**Exercise instructions:** Write all of the lines below out again, exactly as they stand.

START Dataset content

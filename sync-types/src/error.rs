//! Error types for Tether boundary values.

use serde::{Deserialize, Serialize};
use std::fmt;
use thiserror::Error;

/// A raw handle that cannot name any slot.
#[derive(Debug, Clone, Copy, PartialEq, Eq, Error)]
pub enum HandleError {
    /// The null handle (raw 0).
    #[error("null handle")]
    Null,

    /// Non-zero raw value with a zero generation.
    #[error("malformed handle: {0:#x}")]
    Malformed(u64),
}

/// Conversion of a caller argument into its native form failed.
#[derive(Debug, Clone, PartialEq, Eq, Error)]
pub enum MarshalError {
    /// Required text was empty.
    #[error("{argument} must not be empty")]
    Empty {
        /// Name of the offending argument.
        argument: &'static str,
    },

    /// Text contained a character the native side cannot carry.
    #[error("{argument} contains an invalid character at byte {position}")]
    InvalidCharacter {
        /// Name of the offending argument.
        argument: &'static str,
        /// Byte offset of the first invalid character.
        position: usize,
    },

    /// Remote URL did not parse or is not a sync endpoint.
    #[error("invalid remote url: {reason}")]
    InvalidUrl {
        /// Why the URL was rejected.
        reason: String,
    },

    /// Commit versions are unsigned on the native side.
    #[error("version must not be negative, got {0}")]
    NegativeVersion(i64),
}

/// Fixed error taxonomy every boundary failure maps onto.
///
/// Codes are stable; bindings use them to pick an exception class.
#[derive(Debug, Clone, Copy, PartialEq, Eq, Hash, Serialize, Deserialize)]
#[serde(rename_all = "snake_case")]
pub enum ErrorKind {
    /// Null, malformed, stale or unknown handle.
    InvalidHandle,
    /// Argument conversion failed.
    Marshaling,
    /// The engine refused the forwarded call.
    EngineRejected,
    /// The operation is not valid in the session's current state.
    InvalidState,
    /// No room for another session.
    CapacityExhausted,
    /// A panic was caught at the boundary.
    Internal,
}

impl ErrorKind {
    /// Stable numeric code.
    pub fn code(&self) -> i32 {
        match self {
            Self::InvalidHandle => 1,
            Self::Marshaling => 2,
            Self::EngineRejected => 3,
            Self::InvalidState => 4,
            Self::CapacityExhausted => 5,
            Self::Internal => 6,
        }
    }

    /// Short snake_case name.
    pub fn as_str(&self) -> &'static str {
        match self {
            Self::InvalidHandle => "invalid_handle",
            Self::Marshaling => "marshaling",
            Self::EngineRejected => "engine_rejected",
            Self::InvalidState => "invalid_state",
            Self::CapacityExhausted => "capacity_exhausted",
            Self::Internal => "internal",
        }
    }
}

impl fmt::Display for ErrorKind {
    fn fmt(&self, f: &mut fmt::Formatter<'_>) -> fmt::Result {
        f.write_str(self.as_str())
    }
}

#[cfg(test)]
mod tests {
    use super::*;

    #[test]
    fn error_display() {
        let err = MarshalError::Empty {
            argument: "access_token",
        };
        assert_eq!(err.to_string(), "access_token must not be empty");

        let err = HandleError::Malformed(0x2a);
        assert_eq!(err.to_string(), "malformed handle: 0x2a");
    }

    #[test]
    fn error_kind_codes_are_distinct() {
        let kinds = [
            ErrorKind::InvalidHandle,
            ErrorKind::Marshaling,
            ErrorKind::EngineRejected,
            ErrorKind::InvalidState,
            ErrorKind::CapacityExhausted,
            ErrorKind::Internal,
        ];
        let mut codes: Vec<i32> = kinds.iter().map(ErrorKind::code).collect();
        codes.dedup();
        assert_eq!(codes, vec![1, 2, 3, 4, 5, 6]);
    }

    #[test]
    fn error_kind_serializes_snake_case() {
        let json = serde_json::to_string(&ErrorKind::EngineRejected).unwrap();
        assert_eq!(json, "\"engine_rejected\"");
        assert_eq!(ErrorKind::EngineRejected.to_string(), "engine_rejected");
    }

    #[test]
    fn error_is_send_sync() {
        fn assert_send_sync<T: Send + Sync>() {}
        assert_send_sync::<MarshalError>();
        assert_send_sync::<HandleError>();
    }
}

END Dataset content

**Solution to this exercise:**
filename sync-types/src/error.rs
//! Error types for Tether boundary values.

use serde::{Deserialize, Serialize};
use std::fmt;
use thiserror::Error;

/// A raw handle that cannot name any slot.
#[derive(Debug, Clone, Copy, PartialEq, Eq, Error)]
pub enum HandleError {
    /// The null handle (raw 0).
    #[error("null handle")]
    Null,

    /// Non-zero raw value with a zero generation.
    #[error("malformed handle: {0:#x}")]
    Malformed(u64),
}

/// Conversion of a caller argument into its native form failed.
#[derive(Debug, Clone, PartialEq, Eq, Error)]
pub enum MarshalError {
    /// Required text was empty.
    #[error("{argument} must not be empty")]
    Empty {
        /// Name of the offending argument.
        argument: &'static str,
    },

    /// Text contained a character the native side cannot carry.
    #[error("{argument} contains an invalid character at byte {position}")]
    InvalidCharacter {
        /// Name of the offending argument.
        argument: &'static str,
        /// Byte offset of the first invalid character.
        position: usize,
    },

    /// Remote URL did not parse or is not a sync endpoint.
    #[error("invalid remote url: {reason}")]
    InvalidUrl {
        /// Why the URL was rejected.
        reason: String,
    },

    /// Commit versions are unsigned on the native side.
    #[error("version must not be negative, got {0}")]
    NegativeVersion(i64),
}

/// Fixed error taxonomy every boundary failure maps onto.
///
/// Codes are stable; bindings use them to pick an exception class.
#[derive(Debug, Clone, Copy, PartialEq, Eq, Hash, Serialize, Deserialize)]
#[serde(rename_all = "snake_case")]
pub enum ErrorKind {
    /// Null, malformed, stale or unknown handle.
    InvalidHandle,
    /// Argument conversion failed.
    Marshaling,
    /// The engine refused the forwarded call.
    EngineRejected,
    /// The operation is not valid in the session's current state.
    InvalidState,
    /// No room for another session.
    CapacityExhausted,
    /// A panic was caught at the boundary.
    Internal,
}

impl ErrorKind {
    /// Stable numeric code.
    pub fn code(&self) -> i32 {
        match self {
            Self::InvalidHandle => 1,
            Self::Marshaling => 2,
            Self::EngineRejected => 3,
            Self::InvalidState => 4,
            Self::CapacityExhausted => 5,
            Self::Internal => 6,
        }
    }

    /// Short snake_case name.
    pub fn as_str(&self) -> &'static str {
        match self {
            Self::InvalidHandle => "invalid_handle",
            Self::Marshaling => "marshaling",
            Self::EngineRejected => "engine_rejected",
            Self::InvalidState => "invalid_state",
            Self::CapacityExhausted => "capacity_exhausted",
            Self::Internal => "internal",
        }
    }
}

impl fmt::Display for ErrorKind {
    fn fmt(&self, f: &mut fmt::Formatter<'_>) -> fmt::Result {
        f.write_str(self.as_str())
    }
}

#[cfg(test)]
mod tests {
    use super::*;

    #[test]
    fn error_display() {
        let err = MarshalError::Empty {
            argument: "access_token",
        };
        assert_eq!(err.to_string(), "access_token must not be empty");

        let err = HandleError::Malformed(0x2a);
        assert_eq!(err.to_string(), "malformed handle: 0x2a");
    }

    #[test]
    fn error_kind_codes_are_distinct() {
        let kinds = [
            ErrorKind::InvalidHandle,
            ErrorKind::Marshaling,
            ErrorKind::EngineRejected,
            ErrorKind::InvalidState,
            ErrorKind::CapacityExhausted,
            ErrorKind::Internal,
        ];
        let mut codes: Vec<i32> = kinds.iter().map(ErrorKind::code).collect();
        codes.dedup();
        assert_eq!(codes, vec![1, 2, 3, 4, 5, 6]);
    }

    #[test]
    fn error_kind_serializes_snake_case() {
        let json = serde_json::to_string(&ErrorKind::EngineRejected).unwrap();
        assert_eq!(json, "\"engine_rejected\"");
        assert_eq!(ErrorKind::EngineRejected.to_string(), "engine_rejected");
    }

    #[test]
    fn error_is_send_sync() {
        fn assert_send_sync<T: Send + Sync>() {}
        assert_send_sync::<MarshalError>();
        assert_send_sync::<HandleError>();
    }
}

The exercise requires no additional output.